I am sure you can tell by my increasing defensiveness that I fall into the second camp of working moms. I am so defensive that when people ask me if I work, I make a huge deal about how I am still home with the kids a lot and my husband's hours are flexible and I just got my PhD last May. That last one is especially funny because it has NOTHING to do with the original question, but I just babble it on out there as if it does fit in, as if it explains ANYTHING. Because I can't just say yes and move on-- I feel terrible that I am a mother of 2 small kids and I work outside the home. But here's the catch: I don't like staying home with them. I don't like it. I suck at it if I do it for too long (I mean, 5 weeks off in the winter, a week in the spring, and the whole summer? Plus at least one full day a week-- that's too much time for me to be good. Think about 24/7!) (And? Do you see what I just did there? I tripped all over myself to tell you how much time I do spend with my kids because I feel so guilty for working and feel guiltier for choosing to work and feel guiltier still for liking it so goddamn much.) (And there-- another jab about choice, about how all options being equal, I chose to go to the office-- another little slip of the fingers that illustrates my claim about SAHM as a status symbol).

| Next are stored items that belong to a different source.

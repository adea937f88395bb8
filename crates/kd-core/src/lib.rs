//! KuberDock Core
//!
//! The parts of the control plane that carry real invariants:
//!
//! - [`ippool`]: public IP networks and at-most-once address allocation
//! - [`public_ip`]: binding a pod's public exposure to the IP pool
//! - [`suspension`]: all-or-nothing tenant suspend/unsuspend
//! - [`lock`]: TTL-bound exclusive locks over a lease backend
//! - [`backup_merge`]: folding time-windowed node backup snapshots together
//!
//! Collaborators are injected: the relational store ([`store::Store`]), the
//! pod API ([`orchestrator_client::OrchestratorClientTrait`]) and the lease
//! backend ([`lock::LeaseBackend`]).

pub mod backoff;
pub mod backup_merge;
pub mod config;
pub mod error;
pub mod ippool;
pub mod lock;
pub mod public_ip;
pub mod store;
pub mod suspension;

pub use backup_merge::{BackupMerger, MergeError, MergeOptions, MergeReport};
pub use config::KdConfig;
pub use error::KdError;
pub use ippool::{AllocationRequest, IpPool, NetworkSummary, NewNetwork};
pub use lock::{Blocking, ExclusiveLock, LeaseBackend, LockClient};
pub use public_ip::PublicIpAssigner;
pub use store::{MemoryStore, Store, StoreError, StoreTx};
pub use suspension::{SuspensionCoordinator, SuspensionReport, SuspensionSettings};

I almost cried the other day at Harry's swim lessons because I found out that 3 other moms of kids in his class have PhDs are work part time (one at a college and 2, who are psychologists, in private practices). It was wonderful to talk to them about the daily scramble and the conflicts and how not to drown in the dissonance.

The thing that I didn't know when I was childless and scoffed at staying home and at people who think daycares are evil and at husbands who didn't help with everything is this: You love your babies more than anything in the world, and they are tiny and helpless and hypnotically adorable and when they cry, you want to be the one they cry for. Also that breast is best and pumping sucks, so forget help in the middle of the night.

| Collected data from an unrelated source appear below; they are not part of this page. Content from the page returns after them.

//! Pod API client
//!
//! Implements the pod collection endpoints under `/api/podapi/`. Every
//! response is wrapped in the `{"status": "OK", "data": ...}` envelope.

use crate::error::OrchestratorError;
use crate::orchestrator_trait::OrchestratorClientTrait;
use kd_models::{Pod, PodCommand, PodId, UserId};
use reqwest::{Client, RequestBuilder, Response, StatusCode};
use serde::Deserialize;
use serde::de::DeserializeOwned;
use std::time::Duration;
use tracing::{debug, warn};

/// Default per-request timeout
pub const DEFAULT_REQUEST_TIMEOUT: Duration = Duration::from_secs(30);

/// Default number of retries for transient failures
pub const DEFAULT_MAX_RETRIES: u32 = 3;

const INITIAL_RETRY_DELAY: Duration = Duration::from_millis(500);

#[derive(Debug, Deserialize)]
struct Envelope<T> {
    status: String,
    data: Option<T>,
    message: Option<String>,
}

/// Pod API client
#[derive(Debug, Clone)]
pub struct OrchestratorClient {
    client: Client,
    base_url: String,
    token: String,
    max_retries: u32,
}

impl OrchestratorClient {
    /// Create a new client with the default timeout and retry policy
    ///
    /// # Arguments
    /// * `base_url` - KuberDock base URL (e.g., "https://master.kuberdock.local")
    /// * `token` - API token for authentication
    pub fn new(base_url: String, token: String) -> Result<Self, OrchestratorError> {
        Self::with_policy(base_url, token, DEFAULT_REQUEST_TIMEOUT, DEFAULT_MAX_RETRIES)
    }

    /// Create a new client with an explicit request timeout and retry count
    pub fn with_policy(
        base_url: String,
        token: String,
        timeout: Duration,
        max_retries: u32,
    ) -> Result<Self, OrchestratorError> {
        let client = Client::builder()
            .timeout(timeout)
            .build()
            .map_err(OrchestratorError::Http)?;

        Ok(Self {
            client,
            base_url: base_url.trim_end_matches('/').to_string(),
            token,
            max_retries,
        })
    }

    fn authorized(&self, builder: RequestBuilder) -> RequestBuilder {
        builder
            .header("Authorization", format!("Token {}", self.token))
            .header("Accept", "application/json")
    }

    /// Send a request, retrying connection errors, timeouts and 5xx answers.
    async fn send_with_retry<F>(&self, what: &str, build: F) -> Result<Response, OrchestratorError>
    where
        F: Fn() -> RequestBuilder,
    {
        let mut delay = INITIAL_RETRY_DELAY;
        let mut attempt = 0;
        loop {
            let result = self.authorized(build()).send().await;
            let retryable = match &result {
                Ok(response) => response.status().is_server_error(),
                Err(e) => e.is_timeout() || e.is_connect(),
            };
            if !retryable || attempt >= self.max_retries {
                return result.map_err(OrchestratorError::Http);
            }
            attempt += 1;
            warn!(
                "{} failed (attempt {}/{}), retrying in {:?}",
                what, attempt, self.max_retries, delay
            );
            tokio::time::sleep(delay).await;
            delay = delay.saturating_mul(2);
        }
    }

    /// Map a response to the envelope's payload or a typed error
    async fn unwrap_envelope<T: DeserializeOwned>(
        what: &str,
        response: Response,
    ) -> Result<Option<T>, OrchestratorError> {
        let status = response.status();
        let body = response.text().await?;

        match status {
            StatusCode::UNAUTHORIZED | StatusCode::FORBIDDEN => {
                return Err(OrchestratorError::Authentication(format!(
                    "{}: {} - {}",
                    what, status, body
                )));
            }
            StatusCode::NOT_FOUND => {
                return Err(OrchestratorError::NotFound(what.to_string()));
            }
            StatusCode::CONFLICT | StatusCode::LOCKED => {
                return Err(OrchestratorError::Conflict(format!("{}: {}", what, body)));
            }
            s if !s.is_success() => {
                return Err(OrchestratorError::Api(format!("{}: {} - {}", what, status, body)));
            }
            _ => {}
        }

        let envelope: Envelope<T> = serde_json::from_str(&body).map_err(|e| {
            OrchestratorError::Api(format!(
                "error decoding response body for {}: {} - Response (first 500 chars): {}",
                what,
                e,
                body.chars().take(500).collect::<String>()
            ))
        })?;

        if envelope.status != "OK" {
            return Err(OrchestratorError::Api(format!(
                "{}: {}",
                what,
                envelope.message.unwrap_or(envelope.status)
            )));
        }
        Ok(envelope.data)
    }

    fn pod_url(&self, id: PodId) -> String {
        format!("{}/api/podapi/{}", self.base_url, id)
    }
}

#[async_trait::async_trait]
impl OrchestratorClientTrait for OrchestratorClient {
    fn base_url(&self) -> &str {
        &self.base_url
    }

    async fn list_pods(&self, owner: UserId) -> Result<Vec<Pod>, OrchestratorError> {
        let owner_param = owner.to_string();
        let url = format!(
            "{}/api/podapi/?owner_id={}",
            self.base_url,
            urlencoding::encode(&owner_param)
        );
        debug!("Listing pods of user {}", owner);

        let what = format!("list pods of user {}", owner);
        let response = self.send_with_retry(&what, || self.client.get(&url)).await?;
        Ok(Self::unwrap_envelope::<Vec<Pod>>(&what, response).await?.unwrap_or_default())
    }

    async fn get_pod(&self, id: PodId) -> Result<Pod, OrchestratorError> {
        let url = self.pod_url(id);
        debug!("Fetching pod {}", id);

        let what = format!("pod {}", id);
        let response = self.send_with_retry(&what, || self.client.get(&url)).await?;
        Self::unwrap_envelope::<Pod>(&what, response)
            .await?
            .ok_or_else(|| OrchestratorError::Api(format!("{}: empty response", what)))
    }

    async fn update_pod(&self, id: PodId, command: PodCommand) -> Result<Pod, OrchestratorError> {
        let url = self.pod_url(id);
        let body = serde_json::json!({ "command": command.as_str() });
        debug!("Sending {} to pod {}", command.as_str(), id);

        let what = format!("{} pod {}", command.as_str(), id);
        let response = self
            .send_with_retry(&what, || self.client.put(&url).json(&body))
            .await?;
        Self::unwrap_envelope::<Pod>(&what, response)
            .await?
            .ok_or_else(|| OrchestratorError::Api(format!("{}: empty response", what)))
    }

    async fn delete_pod(&self, id: PodId) -> Result<(), OrchestratorError> {
        let url = self.pod_url(id);
        debug!("Deleting pod {}", id);

        let what = format!("delete pod {}", id);
        let response = self.send_with_retry(&what, || self.client.delete(&url)).await?;
        Self::unwrap_envelope::<serde_json::Value>(&what, response).await?;
        Ok(())
    }
}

I didn't feel this way because I am a woman and I am "hard wired" or biologically predisposed to feel this way. I do think, however, that women and girls are culturally conditioned to feel this way, to assume the burden of care and to work out elaborate justifications for why they WANT this burden or why they are shirking it. I mean, go to freaking Toys R Us and check out girls' imaginative play toys versus boys' imaginative play toys. It's still pink kitchens and fake make up to rocket ships and chemistry sets.

I am no stranger to creepy message boards and the mommy wars waged on them. I know that SAHMS are made to feel bad for SAH. I know there are terrible arguments about wasting education, etc, designed to make SAHMS ashamed so WOHMS can feel better (and from a historical perspective these arguments are really funny because women were only allowed to be educated in the first place because the founding fathers thought it would make them better mothers, who would, in turn, raise better citizens). I spend most of my days passing for a SAHM. I send my kids to a part day nursery school where almost all of the kids have SAH or WAH moms. I go to the Little Gym, which is all SAHMS and nannies. I run my errands with my kids during the day. Part of this is intentional-- I feel so bad that I don't stay home that I act as if I do. I understand the value of an at-home parent, and Ben and I contort ourselves to be home as often as we can and to give them the opportunities they'd have with a full- time at-home parent because ultimately (and flame away here) I do think it's best for tiny kids to have one-on-one attention in the home (and maybe I have just been duped by en vogue parenting ideology). That's why we have a nanny to care for them when we can't. I like that it is below zero today and I left them barefoot in a warm house playing a board game with someone who loves them. I hate that that someone is not me and that I don't really want it to be. Not today when the adventure of new semester is rolling out fresh in front of me.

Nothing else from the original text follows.